Relevant details, including the total amount of the arrears and the amount of the arrears which accrued in each of the income years involved, should be included with the tax return in a separate schedule of additional information.

Please note that Australian superannuation income streams (including lump sum in arrears amounts) paid by Australian superannuation funds are included at the 'Australian annuities and superannuation income streams' question of the tax return.

LSPIA tax offset and lump sum interest

'Eligible income' is defined in subsection 159ZR(1) of the ITAA 1936 to mean certain specified types of income. The definition does not include interest.

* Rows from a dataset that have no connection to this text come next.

//! Telemetry client against a mock source over real sockets.

use std::time::Duration;

use futures::{SinkExt, StreamExt};
use overcast_core::LinkStatus;
use overcast_telemetry::{STATUS_CHANNEL, STATUS_EVENT, TelemetryClient, TelemetryConfig};
use serde_json::{Value, json};
use tokio::net::{TcpListener, TcpStream};
use tokio::sync::mpsc;
use tokio::time::timeout;
use tokio_tungstenite::tungstenite::Message;
use tokio_tungstenite::{WebSocketStream, accept_async};

const TIMEOUT: Duration = Duration::from_secs(5);
const QUIET: Duration = Duration::from_millis(250);

type ServerWs = WebSocketStream<TcpStream>;

struct MockSource {
    url: String,
    accepted: mpsc::UnboundedReceiver<ServerWs>,
}

impl MockSource {
    async fn start() -> Self {
        let listener = TcpListener::bind("127.0.0.1:0").await.unwrap();
        let addr = listener.local_addr().unwrap();
        let (tx, accepted) = mpsc::unbounded_channel();
        let _ = tokio::spawn(async move {
            while let Ok((stream, _)) = listener.accept().await {
                if let Ok(ws) = accept_async(stream).await {
                    if tx.send(ws).is_err() {
                        break;
                    }
                }
            }
        });
        Self {
            url: format!("ws://{addr}"),
            accepted,
        }
    }

    fn config(&self) -> TelemetryConfig {
        TelemetryConfig {
            reconnect_delay: Duration::from_millis(50),
            ..TelemetryConfig::new(self.url.clone())
        }
    }

    async fn next_conn(&mut self) -> ServerWs {
        timeout(TIMEOUT, self.accepted.recv())
            .await
            .expect("client never connected")
            .expect("mock source gone")
    }

    async fn assert_no_conn(&mut self) {
        assert!(
            timeout(QUIET, self.accepted.recv()).await.is_err(),
            "unexpected connection"
        );
    }
}

async fn recv_json(ws: &mut ServerWs) -> Value {
    loop {
        let msg = timeout(TIMEOUT, ws.next())
            .await
            .expect("recv timeout")
            .expect("stream ended")
            .expect("ws error");
        match msg {
            Message::Text(t) => return serde_json::from_str(t.as_str()).unwrap(),
            Message::Close(_) => panic!("unexpected close"),
            _ => {}
        }
    }
}

async fn assert_quiet(ws: &mut ServerWs) {
    if let Ok(Some(Ok(Message::Text(t)))) = timeout(QUIET, ws.next()).await {
        panic!("unexpected frame: {}", t.as_str());
    }
}

async fn expect_closed(ws: &mut ServerWs) {
    timeout(TIMEOUT, async {
        loop {
            match ws.next().await {
                None | Some(Err(_) | Ok(Message::Close(_))) => return,
                Some(Ok(_)) => {}
            }
        }
    })
    .await
    .expect("client did not close the socket");
}

async fn send_event(ws: &mut ServerWs, event: &str, data: Value) {
    let frame = json!({ "event": event, "data": data }).to_string();
    ws.send(Message::Text(frame.into())).await.unwrap();
}

fn registration(pair: &str) -> Value {
    json!({ "event": "wsRelay:register", "data": pair })
}

fn channel_sink(client: &TelemetryClient, channel: &str, event: &str) -> mpsc::UnboundedReceiver<Value> {
    let (tx, rx) = mpsc::unbounded_channel();
    client.subscribe(channel, event, move |data: &Value| {
        let _ = tx.send(data.clone());
    });
    rx
}

async fn next_value(rx: &mut mpsc::UnboundedReceiver<Value>) -> Value {
    timeout(TIMEOUT, rx.recv())
        .await
        .expect("callback not invoked")
        .expect("sink dropped")
}

#[tokio::test]
async fn registers_each_network_pair_once_on_open() {
    let mut source = MockSource::start().await;
    let client = TelemetryClient::new();
    client.subscribe("game", "match_ended", |_: &Value| {});
    client.subscribe("game", "match_ended", |_: &Value| {});
    client.subscribe("game", "goal_scored", |_: &Value| {});
    client.subscribe("local", "note", |_: &Value| {});
    client.subscribe(STATUS_CHANNEL, STATUS_EVENT, |_: &Value| {});
    client.start(source.config());

    let mut conn = source.next_conn().await;
    assert_eq!(recv_json(&mut conn).await, registration("game:match_ended"));
    assert_eq!(recv_json(&mut conn).await, registration("game:goal_scored"));
    assert_quiet(&mut conn).await;

    client.subscribe("sos", "version", |_: &Value| {});
    assert_eq!(recv_json(&mut conn).await, registration("sos:version"));
    client.subscribe("game", "goal_scored", |_: &Value| {});
    assert_quiet(&mut conn).await;

    client.close();
}

#[tokio::test]
async fn reconnect_replays_registrations_without_duplicates() {
    let mut source = MockSource::start().await;
    let client = TelemetryClient::new();
    client.subscribe("game", ["match_ended", "pre_countdown_begin"], |_: &Value| {});
    client.subscribe("game", "match_ended", |_: &Value| {});
    client.start(source.config());

    let mut first = source.next_conn().await;
    assert_eq!(recv_json(&mut first).await, registration("game:match_ended"));
    assert_eq!(recv_json(&mut first).await, registration("game:pre_countdown_begin"));
    first.close(None).await.unwrap();
    drop(first);

    let mut second = source.next_conn().await;
    assert_eq!(recv_json(&mut second).await, registration("game:match_ended"));
    assert_eq!(recv_json(&mut second).await, registration("game:pre_countdown_begin"));
    assert_quiet(&mut second).await;

    client.close();
}

#[tokio::test]
async fn match_ended_reaches_callbacks_in_subscription_order() {
    let mut source = MockSource::start().await;
    let client = TelemetryClient::new();
    let (tx, mut rx) = mpsc::unbounded_channel();
    let tx_b = tx.clone();
    client.subscribe("game", "match_ended", move |data: &Value| {
        let _ = tx.send(("A", data.clone()));
    });
    client.subscribe("game", "match_ended", move |data: &Value| {
        let _ = tx_b.send(("B", data.clone()));
    });
    client.start(source.config());

    let mut conn = source.next_conn().await;
    let _ = recv_json(&mut conn).await;
    send_event(&mut conn, "game:match_ended", json!({"winner_team_num": 1})).await;

    let first = timeout(TIMEOUT, rx.recv()).await.unwrap().unwrap();
    let second = timeout(TIMEOUT, rx.recv()).await.unwrap().unwrap();
    assert_eq!(first, ("A", json!({"winner_team_num": 1})));
    assert_eq!(second, ("B", json!({"winner_team_num": 1})));
    assert!(timeout(QUIET, rx.recv()).await.is_err());

    client.close();
}

#[tokio::test]
async fn send_writes_envelope_when_open() {
    let mut source = MockSource::start().await;
    let client = TelemetryClient::new();
    let mut status = client.watch_status();
    client.start(source.config());
    let mut conn = source.next_conn().await;
    let _ = status.wait_for(|r| r.status == LinkStatus::Up).await.unwrap();

    assert!(client.is_open());
    assert!(client.send("sos", "ping", json!({"a": 1})));
    assert_eq!(recv_json(&mut conn).await, json!({"event": "sos:ping", "data": {"a": 1}}));

    client.close();
    assert!(!client.send("sos", "ping", json!(null)));
}

#[tokio::test]
async fn status_transitions_reach_ws_status_subscribers() {
    let mut source = MockSource::start().await;
    let client = TelemetryClient::new();
    let mut statuses = channel_sink(&client, STATUS_CHANNEL, STATUS_EVENT);
    client.start(source.config());

    assert_eq!(next_value(&mut statuses).await, json!({"status": "connecting", "error": null}));
    let conn = source.next_conn().await;
    assert_eq!(next_value(&mut statuses).await, json!({"status": "up", "error": null}));

    drop(conn);
    let lost = next_value(&mut statuses).await;
    assert_eq!(lost["status"], "connecting");
    assert!(lost["error"].is_string());

    let _conn = source.next_conn().await;
    assert_eq!(next_value(&mut statuses).await, json!({"status": "up", "error": null}));

    client.close();
    assert_eq!(next_value(&mut statuses).await, json!({"status": "down", "error": null}));
}

#[tokio::test]
async fn unreachable_source_reports_connecting_with_error() {
    let port = {
        let probe = std::net::TcpListener::bind("127.0.0.1:0").unwrap();
        probe.local_addr().unwrap().port()
    };
    let client = TelemetryClient::new();
    let mut status = client.watch_status();
    client.start(TelemetryConfig {
        reconnect_delay: Duration::from_millis(50),
        ..TelemetryConfig::new(format!("ws://127.0.0.1:{port}"))
    });

    let report = timeout(TIMEOUT, status.wait_for(|r| r.error.is_some()))
        .await
        .unwrap()
        .unwrap()
        .clone();
    assert_eq!(report.status, LinkStatus::Connecting);
    client.close();
}

#[tokio::test]
async fn close_stops_reconnecting() {
    let mut source = MockSource::start().await;
    let client = TelemetryClient::connect(source.config());
    let mut conn = source.next_conn().await;

    client.close();
    expect_closed(&mut conn).await;
    source.assert_no_conn().await;
    assert_eq!(client.status(), LinkStatus::Down);
}

#[tokio::test]
async fn restart_moves_the_link_to_the_new_source() {
    let mut old = MockSource::start().await;
    let mut new = MockSource::start().await;
    let client = TelemetryClient::new();
    let mut events = channel_sink(&client, "game", "goal_scored");

    client.start(old.config());
    let mut old_conn = old.next_conn().await;
    assert_eq!(recv_json(&mut old_conn).await, registration("game:goal_scored"));

    client.start(new.config());
    let mut new_conn = new.next_conn().await;
    assert_eq!(recv_json(&mut new_conn).await, registration("game:goal_scored"));
    expect_closed(&mut old_conn).await;
    old.assert_no_conn().await;

    send_event(&mut new_conn, "game:goal_scored", json!({"team": 1})).await;
    assert_eq!(next_value(&mut events).await, json!({"team": 1}));

    client.close();
}

#[tokio::test]
async fn dropping_the_client_closes_the_socket() {
    let mut source = MockSource::start().await;
    let client = TelemetryClient::connect(source.config());
    let mut conn = source.next_conn().await;
    drop(client);
    expect_closed(&mut conn).await;
    source.assert_no_conn().await;
}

As the lump sum payment of interest is not an 'eligible lump sum'', this payment is not eligible for the LSPIA tax offset.

Other relevant comments

'Eligible income' for the purposes of the LSPIA tax offset is defined in subsection 159ZR(1) of the ITAA 1936, and includes superannuation income streams and annuities (as covered by section 12-80 in Schedule 1 to the Taxation Administration Act 1953).

The term 'superannuation income stream' is defined in subsection 995-1 of the Income Tax Assessment Act 1997 (ITAA 1997) as having the meaning given by section 307-70 of the ITAA 1997. Subsection 307-70(2) states that a superannuation income stream has the meaning given by the regulations.

Regulation 995-1.01(1) of the Income Tax Assessment Regulations 1997 states that:

Superannuation income stream means:

(a) an income stream that is taken to be:

(i) an annuity for the purposes of the SIS Act in accordance with subregulation 1.05(1) of the SIS Regulations; or

(ii) a pension for the purposes of the SIS Act in accordance with subregulation 1.06(1) of the SIS Regulations; or

(iii) a pension for the purposes of the RSA Act in accordance with regulation 1.07 of the RSA Regulations; or

(b) an income stream that:

(i) is an annuity or pension within the meaning of the SIS Act; and

(ii) commenced before 20 September 2007.

Therefore, even though the spouse reversionary pension from the Fund has a pension commencement date of over 30 years ago (refer to the private ruling application), it would still be a superannuation income stream as defined above.